YOUR ASSIGNMENT. In the reply, include exactly the lines of the entries below from the first to the line with "pub struct SlotKey", that line included.

GIVEN ENTRIES.
//! Memoization specs and cache slot identity

use std::fmt;

use crate::object::{ArityKind, Scope, ScopeId, Visibility};

/// Identity of one cache slot inside an instance's store
#[derive(Debug, Clone, PartialEq, Eq, Hash)]
pub struct SlotKey {
    pub scope: ScopeId,
    pub method: String,
    pub identifier: Option<String>,
}

/// One declared memoization: (declaring scope, method, identifier)
///
/// Created once by the memoizer and shared read-only by the scope's
/// registry, the installed wrapper and subclasses enumerating it.
#[derive(Debug, Clone, PartialEq, Eq)]
pub struct WrappedMethodSpec {
    scope_id: ScopeId,
    scope_name: String,
    method_name: String,
    identifier: Option<String>,
    arity_kind: ArityKind,
    visibility: Visibility,
    declared_at: Option<String>,
}

impl WrappedMethodSpec {
    pub fn new(
        scope: &Scope,
        method_name: impl Into<String>,
        identifier: Option<String>,
        arity_kind: ArityKind,
        visibility: Visibility,
    ) -> Self {
        Self {
            scope_id: scope.id(),
            scope_name: scope.name().to_string(),
            method_name: method_name.into(),
            identifier,
            arity_kind,
            visibility,
            declared_at: None,
        }
    }

    /// Source location of the `memoize` call
    pub fn declared_at(mut self, site: impl Into<String>) -> Self {
        self.declared_at = Some(site.into());
        self
    }

    pub fn scope_id(&self) -> ScopeId {
        self.scope_id
    }

    pub fn scope_name(&self) -> &str {
        &self.scope_name
    }

    pub fn method_name(&self) -> &str {
        &self.method_name
    }

    pub fn identifier(&self) -> Option<&str> {
        self.identifier.as_deref()
    }

    pub fn arity_kind(&self) -> ArityKind {
        self.arity_kind
    }

    pub fn is_niladic(&self) -> bool {
        self.arity_kind == ArityKind::Niladic
    }

    pub fn visibility(&self) -> Visibility {
        self.visibility
    }

    pub fn declaration_site(&self) -> Option<&str> {
        self.declared_at.as_deref()
    }

    pub fn matches(&self, method_name: &str, identifier: Option<&str>) -> bool {
        self.method_name == method_name && self.identifier.as_deref() == identifier
    }

    pub fn slot_key(&self) -> SlotKey {
        SlotKey {
            scope: self.scope_id,
            method: self.method_name.clone(),
            identifier: self.identifier.clone(),
        }
    }

    /// Conventional slot name: `_memoized[_<identifier>]_<method>`
    ///
    /// A trailing `?` becomes `_query` and a trailing `!` becomes `_bang`.
    pub fn slot_name(&self) -> String {
        let mut name = String::from("_memoized");
        if let Some(identifier) = &self.identifier {
            name.push('_');
            name.push_str(identifier);
        }
        name.push('_');
        name.push_str(&escape_punctuation(&self.method_name));
        name
    }
}

impl fmt::Display for WrappedMethodSpec {
    fn fmt(&self, f: &mut fmt::Formatter<'_>) -> fmt::Result {
        write!(f, "{}#{}", self.scope_name, self.method_name)?;
        if let Some(identifier) = &self.identifier {
            write!(f, " [{}]", identifier)?;
        }
        Ok(())
    }
}

fn escape_punctuation(name: &str) -> String {
    if let Some(stem) = name.strip_suffix('?') {
        format!("{}_query", stem)
    } else if let Some(stem) = name.strip_suffix('!') {
        format!("{}_bang", stem)
    } else {
        name.to_string()
    }
}

#[cfg(test)]
mod tests {
    use super::*;

    fn spec(name: &str, identifier: Option<&str>) -> WrappedMethodSpec {
        let scope = Scope::class("Person");
        WrappedMethodSpec::new(
            &scope,
            name,
            identifier.map(String::from),
            ArityKind::Niladic,
            Visibility::Public,
        )
    }

    #[test]
    fn test_slot_name() {
        assert_eq!(spec("name", None).slot_name(), "_memoized_name");
        assert_eq!(
            spec("name", Some("student")).slot_name(),
            "_memoized_student_name"
        );
        assert_eq!(spec("name?", None).slot_name(), "_memoized_name_query");
        assert_eq!(spec("save!", None).slot_name(), "_memoized_save_bang");
    }

    #[test]
    fn test_matches_and_display() {
        let s = spec("name", Some("again"));
        assert!(s.matches("name", Some("again")));
        assert!(!s.matches("name", None));
        assert_eq!(s.to_string(), "Person#name [again]");
    }

    #[test]
    fn test_slot_keys_differ_by_identifier() {
        let scope = Scope::class("Person");
        let a = WrappedMethodSpec::new(&scope, "name", None, ArityKind::Niladic, Visibility::Public);
        let b = WrappedMethodSpec::new(
            &scope,
            "name",
            Some("again".to_string()),
            ArityKind::Niladic,
            Visibility::Public,
        );
        assert_ne!(a.slot_key(), b.slot_key());
    }
}
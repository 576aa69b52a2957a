//! Per-instance cache store
//!
//! One slot per (declaring scope, method, identifier). Niladic methods get a
//! single box that tells "never computed" apart from a cached `null`;
//! variadic methods get a map from argument key to value.

use serde::{Deserialize, Serialize};
use serde_json::Value;
use std::collections::HashMap;

use super::key::CacheKey;
use super::spec::{SlotKey, WrappedMethodSpec};

/// Cached values of one memoized method on one instance
#[derive(Debug, Clone, PartialEq)]
pub enum CacheSlot {
    Single(Option<Value>),
    Keyed(HashMap<CacheKey, Value>),
}

impl CacheSlot {
    fn empty_for(spec: &WrappedMethodSpec) -> Self {
        if spec.is_niladic() {
            CacheSlot::Single(None)
        } else {
            CacheSlot::Keyed(HashMap::new())
        }
    }

    /// Number of cached values
    pub fn len(&self) -> usize {
        match self {
            CacheSlot::Single(value) => usize::from(value.is_some()),
            CacheSlot::Keyed(map) => map.len(),
        }
    }

    pub fn is_empty(&self) -> bool {
        self.len() == 0
    }

    /// The niladic value, if cached
    pub fn single(&self) -> Option<&Value> {
        match self {
            CacheSlot::Single(value) => value.as_ref(),
            CacheSlot::Keyed(_) => None,
        }
    }

    pub fn get(&self, key: &CacheKey) -> Option<&Value> {
        match self {
            CacheSlot::Keyed(map) => map.get(key),
            CacheSlot::Single(_) => None,
        }
    }

    fn clear(&mut self) {
        match self {
            CacheSlot::Single(value) => *value = None,
            CacheSlot::Keyed(map) => map.clear(),
        }
    }
}

/// Counters of one instance's store
#[derive(Debug, Clone, Copy, Default, PartialEq, Eq, Serialize, Deserialize)]
#[serde(rename_all = "camelCase")]
pub struct MemoStats {
    pub hits: u64,
    pub misses: u64,
    pub reloads: u64,
    pub writes: u64,
    /// Writes dropped because the instance was frozen
    pub skipped_writes: u64,
    pub flushes: u64,
}

impl MemoStats {
    pub fn hit_rate(&self) -> f64 {
        let total = self.hits + self.misses;
        if total == 0 {
            0.0
        } else {
            self.hits as f64 / total as f64
        }
    }
}

/// Every memoized value of one instance
#[derive(Debug, Default)]
pub struct CacheStore {
    slots: HashMap<SlotKey, CacheSlot>,
    frozen: bool,
    stats: MemoStats,
}

impl CacheStore {
    pub fn new() -> Self {
        Self::default()
    }

    /// Cached value for `key` (`None` key for niladic specs)
    pub fn read(&mut self, spec: &WrappedMethodSpec, key: Option<&CacheKey>) -> Option<Value> {
        let found = self.slots.get(&spec.slot_key()).and_then(|slot| match key {
            None => slot.single().cloned(),
            Some(key) => slot.get(key).cloned(),
        });
        if found.is_some() {
            self.stats.hits += 1;
        } else {
            self.stats.misses += 1;
        }
        found
    }

    pub fn peek(&self, spec: &WrappedMethodSpec) -> Option<&CacheSlot> {
        self.slots.get(&spec.slot_key())
    }

    /// Store a value; returns false when the store is frozen
    pub fn write(&mut self, spec: &WrappedMethodSpec, key: Option<CacheKey>, value: Value) -> bool {
        if self.frozen {
            self.stats.skipped_writes += 1;
            return false;
        }

        let slot = self
            .slots
            .entry(spec.slot_key())
            .or_insert_with(|| CacheSlot::empty_for(spec));
        match (slot, key) {
            (CacheSlot::Single(cell), _) => *cell = Some(value),
            (CacheSlot::Keyed(map), Some(key)) => {
                map.insert(key, value);
            }
            (CacheSlot::Keyed(_), None) => return false,
        }
        self.stats.writes += 1;
        true
    }

    /// Create an empty slot if none exists yet
    pub fn ensure_slot(&mut self, spec: &WrappedMethodSpec) -> bool {
        if self.frozen {
            return false;
        }
        self.slots
            .entry(spec.slot_key())
            .or_insert_with(|| CacheSlot::empty_for(spec));
        true
    }

    /// Empty the slot of `spec`; the slot itself stays
    pub fn clear(&mut self, spec: &WrappedMethodSpec) -> bool {
        if self.frozen {
            return false;
        }
        if let Some(slot) = self.slots.get_mut(&spec.slot_key()) {
            slot.clear();
        }
        self.stats.flushes += 1;
        true
    }

    pub fn record_reload(&mut self) {
        self.stats.reloads += 1;
    }

    /// Refuse every later mutation
    pub fn freeze(&mut self) {
        self.frozen = true;
    }

    pub fn is_frozen(&self) -> bool {
        self.frozen
    }

    pub fn stats(&self) -> MemoStats {
        self.stats
    }

    /// Number of slots created so far
    pub fn len(&self) -> usize {
        self.slots.len()
    }

    pub fn is_empty(&self) -> bool {
        self.slots.is_empty()
    }
}
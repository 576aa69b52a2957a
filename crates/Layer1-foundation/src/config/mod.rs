//! Config - 설정 관리
//!
//! - `memo.rs` - MemoConfig 메모이제이션 설정

mod memo;

pub use memo::{MemoConfig, MEMO_CONFIG_FILE};
mod product;
mod product_input;
mod response;

pub use product::*;
pub use product_input::*;
pub use response::*;
#[global_allocator]
static ALLOC: jemallocator::Jemalloc = jemallocator::Jemalloc;

use product_back::{app, config::AppConfig};
use tracing_subscriber::EnvFilter;

#[tokio::main]
async fn main() {
    dotenv::dotenv().ok();
    init_tracing();

    let config = match AppConfig::from_env() {
        Ok(cfg) => cfg,
        Err(e) => {
            tracing::error!("Failed to load configuration: {}", e);
            std::process::exit(1);
        }
    };

    let app = match app::build(&config).await {
        Ok(app) => app,
        Err(e) => {
            tracing::error!("Failed to build application: {}", e);
            std::process::exit(1);
        }
    };

    let addr = config.server_address();
    tracing::info!(
        bucket = %config.s3.bucket,
        max_body_size = config.server.max_body_size,
        "Product service listening on {}",
        addr
    );

    let listener = match tokio::net::TcpListener::bind(&addr).await {
        Ok(listener) => listener,
        Err(e) => {
            tracing::error!("Failed to bind to {}: {}", addr, e);
            std::process::exit(1);
        }
    };

    if let Err(e) = axum::serve(listener, app)
        .with_graceful_shutdown(shutdown_signal())
        .await
    {
        tracing::error!("Server error: {}", e);
        std::process::exit(1);
    }

    tracing::info!("Server stopped gracefully");
}

fn init_tracing() {
    let filter = EnvFilter::try_from_default_env().unwrap_or_else(|_| EnvFilter::new("info"));

    tracing_subscriber::fmt()
        .with_env_filter(filter)
        .with_target(false)
        .init();
}

async fn shutdown_signal() {
    let signal = wait_for_signal().await;
    tracing::info!(signal, "Shutdown signal received, draining connections");
}

#[cfg(unix)]
async fn wait_for_signal() -> &'static str {
    use tokio::signal::unix::{SignalKind, signal};

    match signal(SignalKind::terminate()) {
        Ok(mut sigterm) => tokio::select! {
            name = ctrl_c() => name,
            _ = sigterm.recv() => "SIGTERM",
        },
        Err(e) => {
            tracing::warn!("SIGTERM handler unavailable, listening for Ctrl+C only: {}", e);
            ctrl_c().await
        }
    }
}

#[cfg(not(unix))]
async fn wait_for_signal() -> &'static str {
    ctrl_c().await
}

/// Resolves on Ctrl+C. If the handler cannot be installed the server keeps
/// running rather than shutting down immediately.
async fn ctrl_c() -> &'static str {
    if let Err(e) = tokio::signal::ctrl_c().await {
        tracing::warn!("Ctrl+C handler unavailable: {}", e);
        std::future::pending::<()>().await;
    }
    "Ctrl+C"
}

SOLVED EXERCISE.
//! Memoization specs and cache slot identity

use std::fmt;

use crate::object::{ArityKind, Scope, ScopeId, Visibility};

/// Identity of one cache slot inside an instance's store
#[derive(Debug, Clone, PartialEq, Eq, Hash)]
pub struct SlotKey {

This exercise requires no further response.